Time and tide…. and a grassy knoll

My sisters were all wise enough to marry good men. Fine men, in fact, and they are brothers in every sense of the word. Forget the ‘–in-law’ bit. ‘Brothers’ is what I mean.
   Ken Stockwell was the first brother I acquired, thanks to Jan’s good judgment. (And his, I might add!) I can’t recall exactly the first time we met. If I thought about it enough I might pin down the year, but Jan will put me right on that one for sure. He brought new things into the life of our whole family, being savvy about many of the things we country bumpkins were not used to doing or having, such as specialised electrical equipment – tools, record players – stuff like that.
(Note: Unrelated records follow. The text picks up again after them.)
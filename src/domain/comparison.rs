//! Side-by-side course comparison

use serde::Serialize;

use crate::shared::errors::{DomainError, DomainResult};

pub const MIN_COMPARE: usize = 2;
pub const MAX_COMPARE: usize = 4;

pub fn validate_selection(course_ids: &[String]) -> DomainResult<Vec<String>> {
    let mut ids: Vec<String> = Vec::with_capacity(course_ids.len());
    for id in course_ids {
        if !ids.contains(id) {
            ids.push(id.clone());
        }
    }
    if !(MIN_COMPARE..=MAX_COMPARE).contains(&ids.len()) {
        return Err(DomainError::validation(format!(
            "Select between {} and {} distinct courses to compare",
            MIN_COMPARE, MAX_COMPARE
        )));
    }
    Ok(ids)
}

#[derive(Debug, Clone, Serialize)]
pub struct ComparisonRow {
    pub course_id: String,
    pub title: String,
    pub price_cents: i64,
    pub monetization_type: String,
    pub level: String,
    pub lesson_count: u64,
    pub total_duration_seconds: i64,
    pub enrollment_count: u64,
    pub rating_average: f64,
}

#[derive(Debug, Clone, Default, PartialEq, Serialize)]
pub struct ComparisonHighlights {
    pub cheapest: Option<String>,
    pub best_rated: Option<String>,
    pub longest: Option<String>,
}

fn pick_best<F>(rows: &[ComparisonRow], better: F) -> Option<String>
where
    F: Fn(&ComparisonRow, &ComparisonRow) -> bool,
{
    let mut best: Option<&ComparisonRow> = None;
    for row in rows {
        match best {
            Some(b) if !better(row, b) => {}
            _ => best = Some(row),
        }
    }
    best.map(|r| r.course_id.clone())
}

/// Ties resolve to the first row in selection order.
pub fn highlights(rows: &[ComparisonRow]) -> ComparisonHighlights {
    ComparisonHighlights {
        cheapest: pick_best(rows, |a, b| a.price_cents < b.price_cents),
        best_rated: pick_best(rows, |a, b| a.rating_average > b.rating_average),
        longest: pick_best(rows, |a, b| a.total_duration_seconds > b.total_duration_seconds),
    }
}

#[cfg(test)]
mod tests {
    use super::*;

    fn row(id: &str, price: i64, rating: f64, duration: i64) -> ComparisonRow {
        ComparisonRow {
            course_id: id.into(),
            title: id.into(),
            price_cents: price,
            monetization_type: "PREMIUM".into(),
            level: "BEGINNER".into(),
            lesson_count: 1,
            total_duration_seconds: duration,
            enrollment_count: 0,
            rating_average: rating,
        }
    }

    #[test]
    fn selection_size() {
        assert!(validate_selection(&["a".into()]).is_err());
        assert!(validate_selection(&["a".into(), "a".into()]).is_err());
        assert_eq!(validate_selection(&["a".into(), "b".into()]).unwrap().len(), 2);
        let five: Vec<String> = (0..5).map(|i| i.to_string()).collect();
        assert!(validate_selection(&five).is_err());
    }

    #[test]
    fn picks_highlights() {
        let rows = vec![row("a", 1_000, 4.5, 600), row("b", 500, 4.5, 900), row("c", 500, 3.0, 100)];
        let h = highlights(&rows);
        assert_eq!(h.cheapest.as_deref(), Some("b"));
        assert_eq!(h.best_rated.as_deref(), Some("a"));
        assert_eq!(h.longest.as_deref(), Some("b"));
    }
}
//! Password hashing utilities

use bcrypt::{hash, verify, DEFAULT_COST};

/// Hash a password using bcrypt
pub fn hash_password(password: &str) -> Result<String, bcrypt::BcryptError> {
    hash(password, DEFAULT_COST)
}

/// Hash with an explicit cost; tests use the minimum to stay fast.
pub fn hash_password_with_cost(password: &str, cost: u32) -> Result<String, bcrypt::BcryptError> {
    hash(password, cost)
}

/// Verify a password against a hash
pub fn verify_password(password: &str, hash: &str) -> Result<bool, bcrypt::BcryptError> {
    verify(password, hash)
}

#[cfg(test)]
mod tests {
    use super::*;

    #[test]
    fn verifies_own_hash() {
        let h = hash_password_with_cost("correct horse", 4).unwrap();
        assert!(verify_password("correct horse", &h).unwrap());
        assert!(!verify_password("wrong", &h).unwrap());
    }
}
He could make top quality beautifully balanced cane fishing rods, one of which he gave me and I used for many years – and he taught me how to make them. He bought a car – a grey Vanguard, if I remember correctly, so when he came out (a-courtin’!) we had increased mobility.
   There was one special gift he gave to my father. Ken was, and still is, a great fisherman, whether beach, estuary or river, or even ‘outside’, as we were on the end of the Barrier Reef at Gladstone. My father could also fish, on the rare occasions we went to Tannum Sands – beach fishing that was – but what Ken did was to take him and me to the Calliope River, to a spot about ten km upstream of the estuary, and teach us how to fish that spot. 
   This was a specialised art though it came naturally to Ken, who’d fished round Gladstone all his life. We graduated from handline fishing on coke bottles to sidecast reels and rods built or chosen by Ken when synthetic (fibreglass in this case) materials replaced cane.
   My father had few opportunities to relax but, in learning to fish that part of the river with Ken, he had access to one simple pleasure not more than 15 minutes away from the farm that he probably never would have discovered for himself. 
   Ken taught us these things about fishing a tidal river. To succeed, what you had to do was optimise the conditions as far as possible – the variables. These were
  • Time of day
  • Time of tide
  • Height of tide
  • Fishing tackle
  • Bait
  • Weather
What was required was to optimise these – they didn’t all have to be perfect, but the better they were, the more fish you caught.
   So, we’d always have a tide chart and an eye on the phases of the moon – which told us when to head down to the river, and that was magic time for Dad and me. Often we would make a point of getting the milking over as quickly as we could, to catch a combination of a good high tide with dusk, and fish there above the old Calliope Bridge for an hour or two.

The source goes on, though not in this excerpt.